É, dessa forma, ação de conhecimento, condenatória, com caráter inibitório, utilizando-se de medidas executivas, se necessário, para efetivar a prevenção da violação da ordem jurídica.
Nesse sentido advoga Luiz Guilherme Marinoni:
A tutela inibitória é prestada por meio de ação de conhecimento, e assim não se liga instrumentalmente a nenhuma ação que possa ser dita “principal”. Trata –se de “ação de conhecimento” de natureza preventiva, destinada a impedir a prática, a repetição ou a continuação do ilícito.[3]
Ainda sobre o advento da nova redação do art. 461 e sua natureza jurídica, convém citar Nelson Nery Júnior e Rosa Maria de Andrade Nery:
A ação prevista no CPC 461 é condenatória com caráter inibitório, e, portanto, de conhecimento. Tem eficácia executivo-mandamental, pois abre ensejo à antecipação da tutela (CPC 461 § 3º), vale dizer, autoriza a emissão de mandato para execução específica e provisória de tutela de mérito e seus efeitos, e, quanto ao provimento de mérito, sua eficácia é executiva (...)[4]

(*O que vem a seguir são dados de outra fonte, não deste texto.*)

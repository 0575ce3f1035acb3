use chrono::{DateTime, Utc};
use std::io::Read;
use tracing::debug;

use super::decoder::{decode_batch, decode_line};
use super::line_reader::LineReader;
use super::types::{Record, StreamError, StreamId, StreamResult};

/// Byte source owned by a session
pub type BoxedSource = Box<dyn Read + Send>;

/// One open cursor over one byte source
pub struct StreamSession {
    id: StreamId,
    reader: LineReader<BoxedSource>,
    header: Option<Vec<String>>,
    opened_at: DateTime<Utc>,
    last_access: DateTime<Utc>,
    lines_read: u64,
}

/// Raw lines pulled by one read, before decoding
#[derive(Debug, Default)]
pub struct RawBatch {
    pub lines: Vec<Vec<u8>>,
    /// True when the source ran dry before the requested count was reached
    pub exhausted: bool,
}

impl StreamSession {
    pub fn new(id: StreamId, source: BoxedSource, chunk_size: usize) -> Self {
        let now = Utc::now();
        Self {
            id,
            reader: LineReader::with_chunk_size(source, chunk_size),
            header: None,
            opened_at: now,
            last_access: now,
            lines_read: 0,
        }
    }

    pub fn id(&self) -> &str {
        &self.id
    }

    pub fn header(&self) -> Option<&[String]> {
        self.header.as_deref()
    }

    pub fn opened_at(&self) -> DateTime<Utc> {
        self.opened_at
    }

    pub fn last_access(&self) -> DateTime<Utc> {
        self.last_access
    }

    pub fn lines_read(&self) -> u64 {
        self.lines_read
    }

    /// Consume the first line as the header. Can only happen once.
    ///
    /// An empty source produces an empty header.
    pub fn capture_header(&mut self) -> StreamResult<Vec<String>> {
        if let Some(header) = &self.header {
            return Ok(header.clone());
        }

        let fields = match self.next_line()? {
            Some(line) => decode_line(&line).map_err(|e| StreamError::Decode {
                line: 1,
                message: e.to_string(),
            })?,
            None => Vec::new(),
        };

        debug!("Stream {} header: {:?}", self.id, fields);
        self.header = Some(fields.clone());
        Ok(fields)
    }

    /// Pull up to `count` raw lines, stopping early at end of source
    pub fn pull(&mut self, count: usize) -> StreamResult<RawBatch> {
        self.last_access = Utc::now();

        let mut batch = RawBatch::default();
        for _ in 0..count {
            match self.next_line()? {
                Some(line) => batch.lines.push(line),
                None => {
                    batch.exhausted = true;
                    break;
                }
            }
        }
        Ok(batch)
    }

    /// Decode raw lines with this session's header
    pub fn decode(&self, lines: &[Vec<u8>]) -> StreamResult<Vec<Record>> {
        decode_batch(lines, self.header())
    }

    fn next_line(&mut self) -> StreamResult<Option<Vec<u8>>> {
        let line = self.reader.next_line().map_err(|source| StreamError::Io {
            id: self.id.clone(),
            source,
        })?;
        if line.is_some() {
            self.lines_read += 1;
        }
        Ok(line)
    }
}

impl std::fmt::Debug for StreamSession {
    fn fmt(&self, f: &mut std::fmt::Formatter<'_>) -> std::fmt::Result {
        f.debug_struct("StreamSession")
            .field("id", &self.id)
            .field("header", &self.header)
            .field("lines_read", &self.lines_read)
            .field("buffered", &self.reader.buffered())
            .finish()
    }
}
use chrono::Utc;
use parking_lot::RwLock;
use std::collections::HashMap;
use std::sync::Arc;
use tokio::sync::{Mutex, OwnedMutexGuard};
use tracing::{debug, info, warn};

use super::line_reader::DEFAULT_CHUNK_SIZE;
use super::session::{BoxedSource, StreamSession};
use super::types::{OpenOutcome, ReadBatch, StreamError, StreamId, StreamResult};

/// Default maximum open streams
const DEFAULT_MAX_SESSIONS: usize = 10_000;

/// Per-stream cell. `None` once the session has been torn down.
type Slot = Arc<Mutex<Option<StreamSession>>>;
type SlotGuard = OwnedMutexGuard<Option<StreamSession>>;

/// In-memory registry of open stream sessions
///
/// The map lock is only held to look up, insert or remove a slot. All cursor
/// work happens under the slot's own mutex, on the blocking pool, so a slow
/// source only stalls callers of the same stream.
#[derive(Clone)]
pub struct StreamRegistry {
    sessions: Arc<RwLock<HashMap<StreamId, Slot>>>,
    max_sessions: usize,
    chunk_size: usize,
}

impl StreamRegistry {
    pub fn new() -> Self {
        Self::with_capacity(DEFAULT_MAX_SESSIONS)
    }

    /// Create registry with custom max open streams
    pub fn with_capacity(max_sessions: usize) -> Self {
        Self {
            sessions: Arc::new(RwLock::new(HashMap::new())),
            max_sessions,
            chunk_size: DEFAULT_CHUNK_SIZE,
        }
    }

    /// Set the byte count pulled from a source per read call
    pub fn with_chunk_size(mut self, chunk_size: usize) -> Self {
        self.chunk_size = chunk_size.max(1);
        self
    }

    /// Ids of all open streams, sorted
    pub fn list(&self) -> Vec<StreamId> {
        let mut ids: Vec<StreamId> = self.sessions.read().keys().cloned().collect();
        ids.sort();
        ids
    }

    pub fn contains(&self, id: &str) -> bool {
        self.sessions.read().contains_key(id)
    }

    /// Get the count of open streams
    pub fn stream_count(&self) -> usize {
        self.sessions.read().len()
    }

    /// Register a new session over `source`.
    ///
    /// Fails with `AlreadyOpen` if `id` is taken; the existing session is
    /// untouched and `source` is dropped.
    pub async fn open(
        &self,
        id: StreamId,
        source: BoxedSource,
        want_header: bool,
    ) -> StreamResult<OpenOutcome> {
        let slot: Slot = Arc::new(Mutex::new(Some(StreamSession::new(
            id.clone(),
            source,
            self.chunk_size,
        ))));
        // Hold the new slot until the header is captured so no read can
        // overtake it.
        let guard = Arc::clone(&slot)
            .try_lock_owned()
            .map_err(|e| StreamError::Task(format!("fresh slot for {} is locked: {}", id, e)))?;

        {
            let mut sessions = self.sessions.write();
            if sessions.contains_key(&id) {
                return Err(StreamError::AlreadyOpen(id));
            }
            if sessions.len() >= self.max_sessions {
                return Err(StreamError::AtCapacity(self.max_sessions));
            }
            sessions.insert(id.clone(), Arc::clone(&slot));
        }

        if !want_header {
            info!("Stream {} opened", id);
            return Ok(OpenOutcome::Id(id));
        }

        let joined = tokio::task::spawn_blocking(move || {
            let mut guard = guard;
            let header = guard.as_mut().map(|session| session.capture_header());
            (guard, header)
        })
        .await;

        match joined {
            Ok((_, Some(Ok(header)))) => {
                info!("Stream {} opened with {} header fields", id, header.len());
                Ok(OpenOutcome::Header(header))
            }
            Ok((mut guard, Some(Err(e)))) => {
                warn!("Stream {} failed while reading header: {}", id, e);
                self.teardown(&id, &slot, &mut guard);
                Err(e)
            }
            Ok((_, None)) => Err(StreamError::NoSuchSession(id)),
            Err(e) => {
                self.abandon(&id, &slot).await;
                Err(StreamError::Task(e.to_string()))
            }
        }
    }

    /// Pull up to `count` lines and decode them.
    ///
    /// Reaching the end of the source removes the stream and releases its
    /// source; the returned batch then has `more == false`.
    ///
    /// Teardown runs on the blocking task, so it completes even if the caller
    /// goes away mid-read. Lines pulled for a caller that went away are still
    /// consumed and are not delivered to anyone.
    pub async fn read(&self, id: &str, count: usize) -> StreamResult<ReadBatch> {
        let slot = self
            .slot(id)
            .ok_or_else(|| StreamError::NoSuchSession(id.to_string()))?;
        let guard = Arc::clone(&slot).lock_owned().await;

        let registry = self.clone();
        let task_id = id.to_string();
        let task_slot = Arc::clone(&slot);
        let joined = tokio::task::spawn_blocking(move || {
            registry.read_locked(&task_id, &task_slot, guard, count)
        })
        .await;

        match joined {
            Ok(result) => result,
            Err(e) => {
                self.abandon(id, &slot).await;
                Err(StreamError::Task(e.to_string()))
            }
        }
    }

    /// Blocking half of `read`, run while holding the slot
    fn read_locked(
        &self,
        id: &str,
        slot: &Slot,
        mut guard: SlotGuard,
        count: usize,
    ) -> StreamResult<ReadBatch> {
        // Closed while we waited for the slot
        let session = guard
            .as_mut()
            .ok_or_else(|| StreamError::NoSuchSession(id.to_string()))?;

        let batch = match session.pull(count) {
            Ok(batch) => batch,
            Err(e) => {
                warn!("Stream {} torn down after read failure: {}", id, e);
                self.teardown(id, slot, &mut guard);
                return Err(e);
            }
        };
        let data = session.decode(&batch.lines);

        if batch.exhausted {
            let lines_read = session.lines_read();
            self.teardown(id, slot, &mut guard);
            info!("Stream {} exhausted after {} lines", id, lines_read);
        }
        Ok(ReadBatch {
            data: data?,
            more: !batch.exhausted,
        })
    }

    /// Close a stream. Returns whether it was open.
    pub async fn close(&self, id: &str) -> bool {
        let slot = self.sessions.write().remove(id);
        match slot {
            Some(slot) => {
                // Waits for any in-flight read on this stream
                let session = slot.lock().await.take();
                drop(session);
                info!("Stream {} closed", id);
                true
            }
            None => false,
        }
    }

    /// Remove streams with no read in the last N seconds.
    ///
    /// Streams busy with a read are skipped.
    pub fn cleanup_idle(&self, timeout_seconds: i64) -> usize {
        let now = Utc::now();
        let slots: Vec<(StreamId, Slot)> = self
            .sessions
            .read()
            .iter()
            .map(|(id, slot)| (id.clone(), Arc::clone(slot)))
            .collect();

        let mut removed = 0;
        for (id, slot) in slots {
            let Ok(mut guard) = slot.try_lock() else {
                continue;
            };
            let is_idle = guard
                .as_ref()
                .map(|s| (now - s.last_access()).num_seconds() >= timeout_seconds)
                .unwrap_or(false);
            if is_idle {
                guard.take();
                self.remove_slot(&id, &slot);
                debug!("Stream {} expired after idling", id);
                removed += 1;
            }
        }
        removed
    }

    fn slot(&self, id: &str) -> Option<Slot> {
        self.sessions.read().get(id).cloned()
    }

    /// Drop the session held by `guard` and unlink its slot
    fn teardown(&self, id: &str, slot: &Slot, guard: &mut SlotGuard) {
        drop(guard.take());
        self.remove_slot(id, slot);
    }

    /// Teardown path when the guard was lost to a panicked blocking task
    async fn abandon(&self, id: &str, slot: &Slot) {
        self.remove_slot(id, slot);
        drop(slot.lock().await.take());
    }

    /// Unlink `slot` only if `id` still maps to it; a stream closed and
    /// reopened in the meantime is left alone.
    fn remove_slot(&self, id: &str, slot: &Slot) {
        let mut sessions = self.sessions.write();
        if sessions.get(id).is_some_and(|current| Arc::ptr_eq(current, slot)) {
            sessions.remove(id);
        }
    }
}

impl Default for StreamRegistry {
    fn default() -> Self {
        Self::new()
    }
}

A grande novidade do dispositivo pode ser considerada, portanto, a introdução na ação de conhecimento de meios executivos postos à disposição do juízo para garantir a efetividade do processo. A inibição da violação à ordem jurídica é materializada através de ordens do juízo para que o réu se abstenha de praticar ato ilícito – o que, na verdade, já é função da própria norma -, aumentando sensivelmente a sanção na hipótese de descumprimento da ordem para muito além da sanção prevista na própria norma. Ou seja, quanto mais grave e irreparável seja a lesão ao ordenamento jurídico maior deverá ser a sanção arbitrada pelo juiz para a hipótese de descumprimento da própria lei, inibindo, desta forma, com maior vigor, sua violação.
O aparato jurídico-normativo para a concessão da tutela inibitória está positivado constitucionalmente e legalmente, não faltando preceitos que autorizem ao Juiz sua aplicação. Dessa maneira, os limites à aplicabilidade estão mais afetos a construções doutrinárias e jurisprudenciais, bem como a preconceitos na efetiva afirmação dos direitos fundamentais, do que a lacunas normativas.

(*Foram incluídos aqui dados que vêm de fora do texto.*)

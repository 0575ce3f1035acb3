use async_trait::async_trait;
use std::path::{Component, Path, PathBuf};
use tracing::{debug, warn};

use super::traits::{SourceError, SourceProvider, SourceResult};
use crate::stream::BoxedSource;

/// Serves items out of a directory tree.
///
/// An item id is a path relative to the root. A file is streamed directly;
/// a directory is treated as an item holding files and its first regular
/// file (by name) is streamed.
#[derive(Debug, Clone)]
pub struct FilesystemSourceProvider {
    root: PathBuf,
}

impl FilesystemSourceProvider {
    pub fn new(root: impl Into<PathBuf>) -> Self {
        Self { root: root.into() }
    }

    pub fn root(&self) -> &Path {
        &self.root
    }

    /// Map an item id to a canonical path inside the root
    async fn resolve(&self, item_id: &str) -> SourceResult<PathBuf> {
        // SECURITY: Reject absolute paths and traversal before touching the disk
        let requested = PathBuf::from(item_id);
        if item_id.is_empty() || requested.is_absolute() {
            warn!("Rejected item id: {:?}", item_id);
            return Err(SourceError::AccessDenied(item_id.to_string()));
        }
        if requested
            .components()
            .any(|c| matches!(c, Component::ParentDir))
        {
            warn!("Rejected path traversal attempt: {}", item_id);
            return Err(SourceError::AccessDenied(item_id.to_string()));
        }

        let canonical_base = tokio::fs::canonicalize(&self.root).await.map_err(|e| {
            SourceError::NotConfigured(format!("{}: {}", self.root.display(), e))
        })?;
        let canonical = tokio::fs::canonicalize(self.root.join(&requested))
            .await
            .map_err(|_| SourceError::NotFound(item_id.to_string()))?;

        // Symlinks may still point outside the root
        if !canonical.starts_with(&canonical_base) {
            warn!(
                "Item {} resolves outside of {}",
                item_id,
                canonical_base.display()
            );
            return Err(SourceError::AccessDenied(item_id.to_string()));
        }

        let metadata = tokio::fs::metadata(&canonical).await?;
        if metadata.is_file() {
            return Ok(canonical);
        }

        first_file(&canonical)
            .await?
            .ok_or_else(|| SourceError::Empty(item_id.to_string()))
    }
}

/// First regular file in `dir`, by file name
async fn first_file(dir: &Path) -> SourceResult<Option<PathBuf>> {
    let mut entries = tokio::fs::read_dir(dir).await?;
    let mut files = Vec::new();
    while let Some(entry) = entries.next_entry().await? {
        if entry.file_type().await?.is_file() {
            files.push(entry.path());
        }
    }
    files.sort();
    Ok(files.into_iter().next())
}

#[async_trait]
impl SourceProvider for FilesystemSourceProvider {
    async fn open_source(&self, item_id: &str) -> SourceResult<BoxedSource> {
        let path = self.resolve(item_id).await?;
        debug!("Opening {} for item {}", path.display(), item_id);
        let file = tokio::fs::File::open(&path).await?.into_std().await;
        Ok(Box::new(file))
    }
}

#[cfg(test)]
mod tests {
    use super::*;
    use std::io::Read;
    use tempfile::TempDir;

    async fn read_all(provider: &FilesystemSourceProvider, id: &str) -> String {
        let mut source = provider.open_source(id).await.unwrap();
        let mut text = String::new();
        source.read_to_string(&mut text).unwrap();
        text
    }

    #[tokio::test]
    async fn test_opens_file_by_relative_path() {
        let dir = TempDir::new().unwrap();
        std::fs::write(dir.path().join("data.csv"), "a,b\n1,2\n").unwrap();

        let provider = FilesystemSourceProvider::new(dir.path());
        assert_eq!(read_all(&provider, "data.csv").await, "a,b\n1,2\n");
    }

    #[tokio::test]
    async fn test_directory_item_streams_first_file() {
        let dir = TempDir::new().unwrap();
        let item = dir.path().join("item42");
        std::fs::create_dir(&item).unwrap();
        std::fs::write(item.join("b.csv"), "second").unwrap();
        std::fs::write(item.join("a.csv"), "first").unwrap();
        std::fs::create_dir(item.join("0-subdir")).unwrap();

        let provider = FilesystemSourceProvider::new(dir.path());
        assert_eq!(read_all(&provider, "item42").await, "first");
    }

    #[tokio::test]
    async fn test_empty_directory_item() {
        let dir = TempDir::new().unwrap();
        std::fs::create_dir(dir.path().join("hollow")).unwrap();

        let provider = FilesystemSourceProvider::new(dir.path());
        assert!(matches!(
            provider.open_source("hollow").await,
            Err(SourceError::Empty(_))
        ));
    }

    #[tokio::test]
    async fn test_rejects_escapes() {
        let dir = TempDir::new().unwrap();
        let provider = FilesystemSourceProvider::new(dir.path());

        for id in ["../etc/passwd", "/etc/passwd", ""] {
            assert!(
                matches!(
                    provider.open_source(id).await,
                    Err(SourceError::AccessDenied(_))
                ),
                "{} should be rejected",
                id
            );
        }
    }

    #[tokio::test]
    async fn test_dots_inside_a_name_are_allowed() {
        let dir = TempDir::new().unwrap();
        std::fs::write(dir.path().join("v1..2.csv"), "x\n").unwrap();

        let provider = FilesystemSourceProvider::new(dir.path());
        assert_eq!(read_all(&provider, "v1..2.csv").await, "x\n");
        assert!(matches!(
            provider.open_source("sub/../../v1..2.csv").await,
            Err(SourceError::AccessDenied(_))
        ));
    }

    #[tokio::test]
    async fn test_missing_item() {
        let dir = TempDir::new().unwrap();
        let provider = FilesystemSourceProvider::new(dir.path());
        assert!(matches!(
            provider.open_source("nope.csv").await,
            Err(SourceError::NotFound(_))
        ));
    }
}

2 – A TUTULA INIBITÓRIA PURAMENTE PREVENTIVA
2.1. A inibição do ilícito versus a inibição do dano
O dano e o ilícito não se confundem. De fato, pode haver dano sem que haja ilícito e ilícito sem que haja dano. Como exemplo da primeira afirmação, poderíamos citar um dano causado em estado de necessidade, ou legítima defesa, em que não há ato ilícito. Já na hipótese de ilícito sem dano, pode-se mencionar a violação de uma norma de segurança no trabalho, sem que ocorra nenhum contratempo e, consequentemente, nenhum dano.

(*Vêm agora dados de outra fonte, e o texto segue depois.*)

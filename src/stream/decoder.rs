use csv::{ReaderBuilder, StringRecord};
use std::io;

use super::types::{Record, StreamError, StreamResult};

/// Parse one line as a single CSV record.
///
/// An empty line yields an empty field list. Quoting follows the usual CSV
/// rules; a line break inside quotes cannot occur since input is already
/// split on newlines. A trailing `\r` is accepted, but an unquoted `\r`
/// that splits the line into more than one record is an error.
pub fn decode_line(line: &[u8]) -> Result<Vec<String>, csv::Error> {
    let mut reader = ReaderBuilder::new()
        .has_headers(false)
        .flexible(true)
        .buffer_capacity(line.len().max(64))
        .from_reader(line);

    let mut record = StringRecord::new();
    if !reader.read_record(&mut record)? {
        return Ok(Vec::new());
    }
    let fields: Vec<String> = record.iter().map(str::to_string).collect();

    if reader.read_record(&mut record)? {
        return Err(csv::Error::from(io::Error::new(
            io::ErrorKind::InvalidData,
            "new-line character seen in unquoted field",
        )));
    }
    Ok(fields)
}

/// Decode a batch of raw lines, pairing fields with `header` when present.
///
/// Header pairing is positional and stops at the shorter of the two
/// sequences. The whole batch fails on the first malformed line.
pub fn decode_batch<L: AsRef<[u8]>>(
    lines: &[L],
    header: Option<&[String]>,
) -> StreamResult<Vec<Record>> {
    // An empty header row names nothing; rows stay plain field lists
    let header = header.filter(|names| !names.is_empty());
    lines
        .iter()
        .enumerate()
        .map(|(index, line)| {
            let fields = decode_line(line.as_ref()).map_err(|e| StreamError::Decode {
                line: index + 1,
                message: e.to_string(),
            })?;
            Ok(match header {
                Some(names) => Record::Named(zip_with_header(names, fields)),
                None => Record::Fields(fields),
            })
        })
        .collect()
}

fn zip_with_header(names: &[String], fields: Vec<String>) -> Vec<(String, String)> {
    let mut pairs: Vec<(String, String)> = Vec::with_capacity(names.len().min(fields.len()));
    for (name, value) in names.iter().zip(fields) {
        // Repeated header names: later column wins, first position is kept
        match pairs.iter_mut().find(|(key, _)| key == name) {
            Some(existing) => existing.1 = value,
            None => pairs.push((name.clone(), value)),
        }
    }
    pairs
}

#[cfg(test)]
mod tests {
    use super::*;

    fn strings(values: &[&str]) -> Vec<String> {
        values.iter().map(|s| s.to_string()).collect()
    }

    #[test]
    fn test_plain_fields() {
        assert_eq!(decode_line(b"1,2,3").unwrap(), strings(&["1", "2", "3"]));
    }

    #[test]
    fn test_quoted_fields() {
        let fields = decode_line(br#"a,"b, with comma","say ""hi""""#).unwrap();
        assert_eq!(fields, strings(&["a", "b, with comma", r#"say "hi""#]));
    }

    #[test]
    fn test_empty_line_and_empty_fields() {
        assert!(decode_line(b"").unwrap().is_empty());
        assert_eq!(decode_line(b",,").unwrap(), strings(&["", "", ""]));
    }

    #[test]
    fn test_carriage_return_is_stripped() {
        assert_eq!(decode_line(b"x,y\r").unwrap(), strings(&["x", "y"]));
    }

    #[test]
    fn test_bare_carriage_return_is_rejected() {
        assert!(decode_line(b"a,b\rc,d").is_err());
        assert_eq!(decode_line(b"\"a\rb\",c").unwrap(), strings(&["a\rb", "c"]));

        let lines = vec![b"1,2".to_vec(), b"3,4\r5,6\r7,8".to_vec()];
        match decode_batch(&lines, None) {
            Err(StreamError::Decode { line, .. }) => assert_eq!(line, 2),
            other => panic!("expected decode error, got {:?}", other),
        }
    }

    #[test]
    fn test_empty_header_yields_plain_fields() {
        let header: Vec<String> = Vec::new();
        let records = decode_batch(&[b"1,2".to_vec()], Some(header.as_slice())).unwrap();
        assert_eq!(records, vec![Record::Fields(strings(&["1", "2"]))]);
    }

    #[test]
    fn test_batch_without_header() {
        let records = decode_batch(&[b"1,2".as_slice(), b"3".as_slice()], None).unwrap();
        assert_eq!(
            records,
            vec![
                Record::Fields(strings(&["1", "2"])),
                Record::Fields(strings(&["3"])),
            ]
        );
    }

    #[test]
    fn test_header_zip_drops_extra_fields() {
        let header = strings(&["a", "b"]);
        let records = decode_batch(&[b"1,2,3".to_vec()], Some(header.as_slice())).unwrap();
        assert_eq!(
            records[0],
            Record::Named(vec![
                ("a".to_string(), "1".to_string()),
                ("b".to_string(), "2".to_string()),
            ])
        );
    }

    #[test]
    fn test_header_zip_short_row() {
        let header = strings(&["h1", "h2"]);
        let records = decode_batch(&[b"5".to_vec()], Some(header.as_slice())).unwrap();
        assert_eq!(records[0].get("h1"), Some("5"));
        assert_eq!(records[0].get("h2"), None);
        assert_eq!(records[0].len(), 1);
    }

    #[test]
    fn test_duplicate_header_names() {
        let header = strings(&["k", "v", "k"]);
        let records = decode_batch(&[b"1,2,3".to_vec()], Some(header.as_slice())).unwrap();
        assert_eq!(
            records[0],
            Record::Named(vec![
                ("k".to_string(), "3".to_string()),
                ("v".to_string(), "2".to_string()),
            ])
        );
    }

    #[test]
    fn test_invalid_utf8_rejects_batch() {
        let lines = vec![b"ok,fine".to_vec(), vec![b'a', b',', 0xff, 0xfe]];
        match decode_batch(&lines, None) {
            Err(StreamError::Decode { line, .. }) => assert_eq!(line, 2),
            other => panic!("expected decode error, got {:?}", other),
        }
    }
}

A inibição do ilícito, desta forma, vai além da inibição do dano, uma vez que pouco importa que se venha a causar dano, o que se pretende é uma tutela que vise à prevenção de uma violação da ordem jurídica. De fato, não basta a prevenção do dano, porque se permitiria a violação da ordem jurídica, potencializando a futura ocorrência do dano.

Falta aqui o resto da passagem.